##### DATA EXCERPTS #####
//! Pipeline orchestration for grading runs.
//!
//! Shared load → grade → report plumbing for the CLI command handlers.

mod output;
mod snapshots;

pub use output::{should_use_color, write_output, OutputTarget};
pub use snapshots::{load_snapshots, parse_snapshots_str};

/// Exit codes for CI/CD integration
pub mod exit_codes {
    /// Success - grading completed (and met `--min-score`, if given)
    pub const SUCCESS: i32 = 0;
    /// The achieved score is below `--min-score`
    pub const BELOW_MIN_SCORE: i32 = 1;
    /// Grading was aborted, e.g. an enabled category had no results
    pub const GRADING_ABORTED: i32 = 2;
    /// An error occurred
    pub const ERROR: i32 = 3;
}

#[cfg(test)]
mod tests {
    use super::*;

    #[test]
    fn test_exit_codes_values() {
        assert_eq!(exit_codes::SUCCESS, 0);
        assert_eq!(exit_codes::BELOW_MIN_SCORE, 1);
        assert_eq!(exit_codes::GRADING_ABORTED, 2);
        assert_eq!(exit_codes::ERROR, 3);
    }
}
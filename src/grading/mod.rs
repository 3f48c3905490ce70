//! Grading engine.
//!
//! A [`Grader`] turns a [`SnapshotSet`](crate::model::SnapshotSet) into an
//! [`AggregatedScore`], one [`CategoryResult`] per enabled category, and
//! narrates every step to a [`LogSink`]:
//!
//! ```text
//! [Autograding] Grading static analysis results for CheckStyle
//! [Autograding] -> Score -60 (warnings distribution err:6, high:0, normal:0, low:0)
//! [Autograding] Total score for static analysis results: 40
//! [Autograding] Skipping test results
//! ```

mod aggregate;
mod grader;
mod log;
mod scorer;

pub use aggregate::{AggregatedScore, CategoryResult, ScoreStatus, clamp_score};
pub use grader::{Grader, GradingRun, GradingState};
pub use log::{LOG_PREFIX, LogSink, TracingSink, WriterSink};
pub use scorer::{CategoryScorer, analysis_delta, coverage_score, mutation_delta, tests_delta};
#####
AIM OF THE EXERCISE: Only one stretch of the data above is needed. Restate it word for word, from the line containing "mod snapshots;" through the line containing "The achieved score", both ends included.

ANSWER BOX:
mod snapshots;

pub use output::{should_use_color, write_output, OutputTarget};
pub use snapshots::{load_snapshots, parse_snapshots_str};

/// Exit codes for CI/CD integration
pub mod exit_codes {
    /// Success - grading completed (and met `--min-score`, if given)
    pub const SUCCESS: i32 = 0;
    /// The achieved score is below `--min-score`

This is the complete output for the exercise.